Non-interactive zero-knowledge proof systems
| ZKP system | Publication year | Protocol | Transparent | Universal | Plausibly post-quantum secure |
|---|---|---|---|---|---|
| Pinocchio | 2013 | zk-SNARK | No | No | No |
| Geppetto | 2015 | zk-SNARK | No | No | No |
| TinyRAM | 2013 | zk-SNARK | No | No | No |
| Buffet | 2015 | zk-SNARK | No | No | No |
| vRAM | 2018 | zk-SNARG | No | Yes | No |
| vnTinyRAM | 2014 | zk-SNARK | No | Yes | No |
| MIRAGE | 2020 | zk-SNARK | No | Yes | No |
| Sonic | 2019 | zk-SNARK | No | Yes | No |
| Marlin | 2020 | zk-SNARK | No | Yes | No |
| PLONK | 2019 | zk-SNARK | No | Yes | No |
| SuperSonic | 2020 | zk-SNARK | Yes | Yes | No |
| Bulletproofs | 2018 | Bulletproofs | Yes | Yes | No |
| Hyrax | 2018 | zk-SNARK | Yes | Yes | No |
| Halo | 2019 | zk-SNARK | Yes | Yes | No |
| Virgo | 2020 | zk-SNARK | Yes | Yes | Yes |
| Ligero | 2017 | zk-SNARK | Yes | Yes | Yes |
| Aurora | 2019 | zk-SNARK | Yes | Yes | Yes |
| zk-STARK | 2019 | zk-STARK | Yes | Yes | Yes |
| Zilch | 2021 | zk-STARK | Yes | Yes | Yes |

==Definition==
Originally, non-interactive zero-knowledge was only defined as a single theorem-proof system. In such a system each proof requires its own fresh common reference string. A common reference string in general is not a random string. It may, for instance, consist of randomly chosen group elements that all protocol parties use. Although the group elements are random, the reference string is not as it contains a certain structure (e.g., group elements) that is distinguishable from randomness. Subsequently, Feige, Lapidot, and Shamir introduced multi-theorem zero-knowledge proofs as a more versatile notion for non-interactive zero-knowledge proofs.

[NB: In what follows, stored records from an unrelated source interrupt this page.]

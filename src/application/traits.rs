//! Port interfaces for the application layer

use async_trait::async_trait;
use std::path::Path;

/// Service for writing generated artifacts to the output destination
#[async_trait]
pub trait OutputService: Send + Sync {
    /// Write all artifacts to the output destination
    async fn write_artifacts(
        &self,
        artifacts: &[crate::generation::Artifact],
    ) -> Result<(), crate::application::ApplicationError>;

    /// Ensure a directory exists
    async fn ensure_directory(
        &self,
        path: &Path,
    ) -> Result<(), crate::application::ApplicationError>;
}
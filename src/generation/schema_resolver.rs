//! Maps `components.schemas` onto model and enum definitions

use std::collections::{BTreeSet, HashMap, HashSet};

use indexmap::IndexMap;

use crate::generation::GenerationError;
use crate::generation::ir::{
    Bound, Comparator, EnumDef, Field, ModelDef, ModelOrigin, NumberConstraints, PrimitiveType,
    SchemaTypeKind, StringConstraints, Validator, Visibility,
};
use crate::generation::naming;
use crate::generation::registry::{EnumRegistry, NameRegistry};
use crate::generation::sanitizers::unique_identifier;
use crate::infrastructure::openapi::{Exclusivity, Schema};

/// Alias chains longer than this are treated as unresolvable
const MAX_ALIAS_DEPTH: usize = 16;

/// What a component schema turns into
#[derive(Debug, Clone, PartialEq, Eq)]
enum ComponentKind {
    Model(String),
    Enum(String),
    /// Primitive or array schema; references resolve to the target's own kind
    Alias,
}

/// Target of a `#/components/schemas/...` reference
#[derive(Debug, Clone, PartialEq)]
pub enum ResolvedRef<'a> {
    Model(String),
    Enum(String),
    Alias(&'a Schema),
}

/// Classification of a single property or parameter schema
#[derive(Debug, Clone, PartialEq)]
pub struct ClassifiedProperty {
    pub kind: SchemaTypeKind,
    pub nullable: bool,
    pub visibility: Visibility,
}

/// Output of resolving the component map
#[derive(Debug, Clone, Default)]
pub struct ResolvedSchemas {
    /// Component models in document order
    pub models: Vec<ModelDef>,
    /// Models referenced by another model's fields
    pub referenced: BTreeSet<String>,
}

/// Resolves component schemas into `ModelDef` and `EnumDef` records.
///
/// The resolver owns the enum registry for the run: the operation synthesizer
/// keeps classifying query parameters through it after `resolve` returns, and
/// the final enum list is taken with [`SchemaResolver::into_enums`].
pub struct SchemaResolver<'a> {
    components: &'a IndexMap<String, Schema>,
    kinds: HashMap<&'a str, ComponentKind>,
    enums: EnumRegistry,
    referenced: BTreeSet<String>,
}

impl<'a> SchemaResolver<'a> {
    pub fn new(components: &'a IndexMap<String, Schema>) -> Self {
        let kinds = components
            .iter()
            .map(|(component, schema)| {
                let kind = if schema.is_string_enum() {
                    ComponentKind::Enum(naming::model_name(component))
                } else if schema.is_object_model() {
                    ComponentKind::Model(naming::model_name(component))
                } else {
                    ComponentKind::Alias
                };
                (component.as_str(), kind)
            })
            .collect();

        Self {
            components,
            kinds,
            enums: EnumRegistry::new(),
            referenced: BTreeSet::new(),
        }
    }

    /// Resolve every component schema, in document order
    pub fn resolve(&mut self, names: &mut NameRegistry) -> Result<ResolvedSchemas, GenerationError> {
        let components = self.components;
        let mut models = Vec::new();

        for (component, schema) in components {
            let origin = format!("components.schemas.{component}");
            match self.kinds.get(component.as_str()).cloned() {
                Some(ComponentKind::Model(name)) => {
                    names.claim_type(&name, &origin)?;
                    let model = self.resolve_model(&name, component, schema, names)?;
                    tracing::debug!(
                        model = %model.name,
                        fields = model.fields.len(),
                        validators = model.validators.len(),
                        "Resolved model"
                    );
                    models.push(model);
                }
                Some(ComponentKind::Enum(name)) => {
                    names.claim_type(&name, &origin)?;
                    let values = schema.enum_values.as_deref().unwrap_or_default();
                    self.enums.register_named(&name, values, &origin, names)?;
                }
                _ => {
                    tracing::debug!(component = %component, "Component is an alias, no model emitted");
                }
            }
        }

        Ok(ResolvedSchemas {
            models,
            referenced: self.referenced.clone(),
        })
    }

    fn resolve_model(
        &mut self,
        name: &str,
        component: &str,
        schema: &'a Schema,
        names: &mut NameRegistry,
    ) -> Result<ModelDef, GenerationError> {
        let mut fields = Vec::new();
        let mut validators = Vec::new();
        let mut taken = HashSet::new();

        for (wire_name, property) in schema.properties.iter().flatten() {
            let classified = self.classify_property(name, wire_name, property, names)?;
            let field = Field {
                name: unique_identifier(&naming::field_name(wire_name), &mut taken),
                wire_name: wire_name.clone(),
                kind: classified.kind,
                optional: !schema.required.contains(wire_name),
                nullable: classified.nullable,
                visibility: classified.visibility,
            };
            if field.rejects_null() {
                validators.push(Validator::reject_null(&field.name));
            }
            fields.push(field);
        }

        Ok(ModelDef {
            name: name.to_string(),
            fields,
            validators,
            order_index: 0,
            variant: None,
            origin: ModelOrigin::Component {
                schema: component.to_string(),
            },
        })
    }

    /// Classify a property of `owner`. Nullability and visibility of a
    /// reference are read from both the local schema and the referenced one.
    pub fn classify_property(
        &mut self,
        owner: &str,
        field: &str,
        schema: &'a Schema,
        names: &mut NameRegistry,
    ) -> Result<ClassifiedProperty, GenerationError> {
        if let Some(reference) = &schema.reference {
            let (_, target) = self.lookup(reference)?;
            let kind = self.reference_kind(owner, field, reference, names, 0)?;
            return Ok(ClassifiedProperty {
                kind,
                nullable: schema.is_nullable() || target.is_nullable(),
                visibility: visibility(
                    schema.read_only || target.read_only,
                    schema.write_only || target.write_only,
                ),
            });
        }

        Ok(ClassifiedProperty {
            kind: self.classify_inline(owner, field, schema, names)?,
            nullable: schema.is_nullable(),
            visibility: visibility(schema.read_only, schema.write_only),
        })
    }

    fn reference_kind(
        &mut self,
        owner: &str,
        field: &str,
        reference: &str,
        names: &mut NameRegistry,
        depth: usize,
    ) -> Result<SchemaTypeKind, GenerationError> {
        if depth > MAX_ALIAS_DEPTH {
            return Err(GenerationError::UnresolvedReference(format!(
                "{reference} (alias chain too deep)"
            )));
        }

        match self.dereference(reference)? {
            ResolvedRef::Model(name) => {
                self.referenced.insert(name.clone());
                Ok(SchemaTypeKind::reference(name))
            }
            ResolvedRef::Enum(name) => Ok(SchemaTypeKind::Enum { name }),
            ResolvedRef::Alias(target) => match &target.reference {
                Some(next) => self.reference_kind(owner, field, next, names, depth + 1),
                None => self.classify_inline(owner, field, target, names),
            },
        }
    }

    fn classify_inline(
        &mut self,
        owner: &str,
        field: &str,
        schema: &'a Schema,
        names: &mut NameRegistry,
    ) -> Result<SchemaTypeKind, GenerationError> {
        let Some(decl) = &schema.schema_type else {
            return Err(GenerationError::unsupported_type(owner, field, "<missing>"));
        };
        let token = decl.primary().unwrap_or("null");

        let kind = match token {
            "string" => self.classify_string(owner, field, schema, names)?,
            "integer" if schema.has_numeric_constraints() => SchemaTypeKind::ConstrainedInteger {
                constraints: number_constraints(schema),
            },
            "number" if schema.has_numeric_constraints() => SchemaTypeKind::ConstrainedNumber {
                constraints: number_constraints(schema),
            },
            "array" => SchemaTypeKind::Array {
                items: Box::new(self.classify_items(owner, field, schema.items.as_deref(), names)?),
            },
            other => match PrimitiveType::from_type_token(other) {
                Some(primitive) => SchemaTypeKind::primitive(primitive),
                None => return Err(GenerationError::unsupported_type(owner, field, other)),
            },
        };
        Ok(kind)
    }

    fn classify_string(
        &mut self,
        owner: &str,
        field: &str,
        schema: &Schema,
        names: &mut NameRegistry,
    ) -> Result<SchemaTypeKind, GenerationError> {
        if schema.has_length_constraints() {
            return Ok(SchemaTypeKind::ConstrainedString {
                constraints: StringConstraints {
                    min_length: schema.min_length,
                    max_length: schema.max_length,
                },
            });
        }
        if let Some(format) = &schema.format {
            return Ok(SchemaTypeKind::primitive(PrimitiveType::from_string_format(
                format,
            )));
        }
        if let Some(values) = schema.enum_values.as_deref().filter(|values| !values.is_empty()) {
            let name = self.enums.register_field_enum(owner, field, values, names)?;
            return Ok(SchemaTypeKind::Enum { name });
        }
        Ok(SchemaTypeKind::primitive(PrimitiveType::Str))
    }

    fn classify_items(
        &mut self,
        owner: &str,
        field: &str,
        items: Option<&'a Schema>,
        names: &mut NameRegistry,
    ) -> Result<SchemaTypeKind, GenerationError> {
        match items {
            Some(items) => match &items.reference {
                Some(reference) => self.reference_kind(owner, field, reference, names, 0),
                None if items.schema_type.is_none() => Ok(SchemaTypeKind::Unknown),
                None => self.classify_inline(owner, field, items, names),
            },
            None => Ok(SchemaTypeKind::Unknown),
        }
    }

    /// Resolve a schema reference to the component it names
    pub fn dereference(&self, reference: &str) -> Result<ResolvedRef<'a>, GenerationError> {
        let (component, schema) = self.lookup(reference)?;
        match self.kinds.get(component) {
            Some(ComponentKind::Model(name)) => Ok(ResolvedRef::Model(name.clone())),
            Some(ComponentKind::Enum(name)) => Ok(ResolvedRef::Enum(name.clone())),
            Some(ComponentKind::Alias) => Ok(ResolvedRef::Alias(schema)),
            None => Err(GenerationError::UnresolvedReference(reference.to_string())),
        }
    }

    fn lookup(&self, reference: &str) -> Result<(&'a str, &'a Schema), GenerationError> {
        let components = self.components;
        naming::schema_ref_target(reference)
            .and_then(|target| components.get_key_value(target))
            .map(|(component, schema)| (component.as_str(), schema))
            .ok_or_else(|| GenerationError::UnresolvedReference(reference.to_string()))
    }

    pub fn referenced(&self) -> &BTreeSet<String> {
        &self.referenced
    }

    pub fn enums(&self) -> &EnumRegistry {
        &self.enums
    }

    /// Final enum definitions, in registration order
    pub fn into_enums(self) -> Vec<EnumDef> {
        self.enums.into_enums()
    }
}

fn visibility(read_only: bool, write_only: bool) -> Visibility {
    match (read_only, write_only) {
        (true, false) => Visibility::ReadOnly,
        (false, true) => Visibility::WriteOnly,
        _ => Visibility::Standard,
    }
}

/// Bounds default to exclusive unless `exclusiveMinimum`/`exclusiveMaximum` is
/// `false`. A numeric 3.1 exclusive bound wins over the inclusive one.
fn number_constraints(schema: &Schema) -> NumberConstraints {
    NumberConstraints {
        lower: bound(
            schema.minimum.as_ref(),
            schema.exclusive_minimum.as_ref(),
            Comparator::Gt,
            Comparator::Ge,
        ),
        upper: bound(
            schema.maximum.as_ref(),
            schema.exclusive_maximum.as_ref(),
            Comparator::Lt,
            Comparator::Le,
        ),
        multiple_of: schema.multiple_of.clone(),
    }
}

fn bound(
    value: Option<&serde_json::Number>,
    exclusivity: Option<&Exclusivity>,
    strict: Comparator,
    inclusive: Comparator,
) -> Option<Bound> {
    match (value, exclusivity) {
        (_, Some(Exclusivity::Bound(limit))) => Some(Bound {
            value: limit.clone(),
            comparator: strict,
        }),
        (Some(value), Some(Exclusivity::Flag(false))) => Some(Bound {
            value: value.clone(),
            comparator: inclusive,
        }),
        (Some(value), _) => Some(Bound {
            value: value.clone(),
            comparator: strict,
        }),
        (None, _) => None,
    }
}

==Pairing-based non-interactive proofs==
Pairing-based cryptography has led to several cryptographic advancements. One of these advancements is more powerful and more efficient non-interactive zero-knowledge proofs. The seminal idea was to hide the values for the pairing evaluation in a commitment. Using different commitment schemes, this idea was used to build zero-knowledge proof systems under the sub-group hiding and under the decisional linear assumption. These proof systems prove circuit satisfiability, and thus by the Cook–Levin theorem allow proving membership for every language in NP. The size of the common reference string and the proofs is relatively small; however, transforming a statement into a boolean circuit incurs considerable overhead.

Proof systems under the sub-group hiding, decisional linear assumption, and external Diffie–Hellman assumption that allow directly proving the pairing product equations that are common in pairing-based cryptography have been proposed.

Under strong knowledge assumptions, it is known how to create sublinear-length computationally-sound proof systems for NP-complete languages. More precisely, the proof in such proof systems consists only of a small number of bilinear group elements.